Sylvester Researchers Identify Genetic Abnormalities Driving Development of Acute Myeloid Leukemia

Researchers at Sylvester Comprehensive Cancer Center, in close collaboration with Memorial Sloan Kettering Cancer Center (MSKCC), published a study in The Journal of Experimental Medicine on January 11, mapping the interaction of various genetic abnormalities in the development of acute myeloid leukemia (AML).

The project, conducted by first author Megan A. Hatlen, Ph.D., postdoctoral research fellow at MSKCC, was initiated by Stephen D. Nimer, M.D., Director of Sylvester (and formerly of MSKCC), but later joined and co-led by Ross Levine, M.D., Laurence Joseph Dineen Chair in Leukemia Research at MSKCC. Using disease models with AML1-ETO, a gene mutation commonly found in AML, the team of researchers identified two additional mutations, in the genes TET2 and PTPN11, that co-contribute to the development of the disease.
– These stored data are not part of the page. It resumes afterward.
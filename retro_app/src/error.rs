use retro_lib::RetroError;
use thiserror::Error;

pub type Result<T> = ::std::result::Result<T, AppError>;

#[derive(Error, Debug)]
pub enum AppError {
    #[error("emulation core error: {0}")]
    Core(#[from] RetroError),
}
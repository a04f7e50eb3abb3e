//! NES machine definition.

use crate::error::RetroResult;
use crate::machine::mapper::nrom::Nrom;
use crate::machine::resource::{Resource, ResourceTable};
use crate::machine::{MachineConfig, MachineDesc, Session};

pub const DESC: MachineDesc = MachineDesc {
    name: "nes",
    description: "Nintendo Entertainment System (NROM)",
    build,
};

fn resources() -> ResourceTable {
    ResourceTable::new(vec![
        Resource::mem("vram", 0x2000, 0x2fff),
        Resource::mem("vram_mirror", 0x3000, 0x3eff),
        Resource::mem("prg_rom", 0x8000, 0xffff),
    ])
}

fn build(config: &MachineConfig) -> RetroResult<Session> {
    let resources = resources();
    let mut session = Session::new("nes");

    session.add_controller(Box::new(Nrom::new(config.cart.clone())), &resources)?;

    Ok(session)
}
“Four to 12 percent of patients with AML have a translocation between chromosomes 8 and 21,” said Nimer. “However, when we studied the effects of AML1-ETO — one such translocation — in animal models, we only saw disease development after additional treatment with mutagenic agents. This led us to the conclusion that other cooperating events need to occur for AML to develop.”

AML is a cancer of the blood and bone marrow that affects the myeloid line of blood cells. It is a rapidly progressing disease that is characterized by the growth of abnormal white blood cells that accumulate in the bone marrow, interfering with the production of normal blood cells. AML is the most common leukemia in adults in the U.S., but is still rather rare, affecting about 19,000 people per year.
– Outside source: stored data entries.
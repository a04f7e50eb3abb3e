mod app;
mod error;

fn main() {
    if let Err(e) = app::run() {
        eprintln!("{e}");
        std::process::exit(1);
    }
}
While studying cooperating events in disease models and patients with the AML1-ETO mutation, the team of researchers identified mutations in the enzyme TET2. They showed that loss of TET2 is capable of cooperating with AML1-ETO to initiate AML in vivo. In addition, they identified mutations in the phosphatase PTPN11 and found that co-expression of an activated PTPN11 with AML1-ETO similarly initiates AML.

“This study shows the power of combining mouse and human leukemia studies to identify and credential new combinations of mutations which can cause leukemia,” said Levine.
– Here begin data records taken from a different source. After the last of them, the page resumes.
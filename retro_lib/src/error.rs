use thiserror::Error;

pub type RetroResult<T> = ::std::result::Result<T, RetroError>;

#[derive(Error, Debug)]
pub enum RetroError {
    #[error("machine \"{0}\" not recognized")]
    UnknownMachine(String),
    #[error("resource \"{0}\" not found")]
    UnknownResource(String),
    #[error("region \"{0}\" overlaps an active region")]
    RegionOverlap(String),
    #[error("cartridge type {0:#04x} is not supported")]
    UnsupportedCartType(u8),
    #[error("bad cartridge image: {0}")]
    BadCartImage(String),
    #[error("no boot ROM configured for this machine")]
    MissingBootRom,
    #[error("clock rate must be non-zero")]
    ZeroClockRate,
    #[error("master clock rate overflow: LCM of registered rates exceeds 32 bits")]
    MasterRateOverflow,
    #[error("cannot map {len} bytes at offset {offset} of \"{path}\"")]
    BadMapWindow {
        path: String,
        offset: u64,
        len: usize,
    },
    #[error("file or directory not found: {0}")]
    FileOrDirNotFound(String),
    #[error("i/o error: {0}")]
    Io(#[from] std::io::Error),
}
As part of the study, Nimer and his colleagues also investigated the mutational landscape of AML in mouse models and compared it to AML patients.

“We did not observe a significant difference in the number of variants detected or genes targeted in the mouse models compared with AML patient samples,” said Nimer. In fact, the mouse models of AML1-ETO-driven leukemia seemed to be characterized by mutations in genes also mutated in AML patients. Hatlen, who received her Ph.D. from Weill Cornell Medical College for this work, notes that “systematic comparisons of mutational patterns in malignancies across species may represent a powerful means of identifying driving disease alleles.”

The identification of TET2 loss as a cooperating event in AML1-ETO-positive AML implicates mutations in other genes such as IDH1/2 and WT1 in leukemia initiation. Mutations in these genes have been shown to attenuate TET2 function, resulting in increased DNA methylation. Whether AML1-ETO-positive leukemias harboring mutations in these genes have a unique methylation profile and respond well to demethylating agents is of great interest. Similarly, given that PTPN11 activity is critical to cellular signaling via the MAPK pathway, it will be important to determine whether therapeutics capable of inhibiting this pathway are beneficial to AML1-ETO-positive leukemias with a PTPN11 mutation.

The research was funded by National Institutes of Health R01 grant CA166835 to Nimer, grant CA172636-01 to Levine, and by Memorial Sloan Kettering Cancer Center Support Grant/Core Grant P30 CA008748.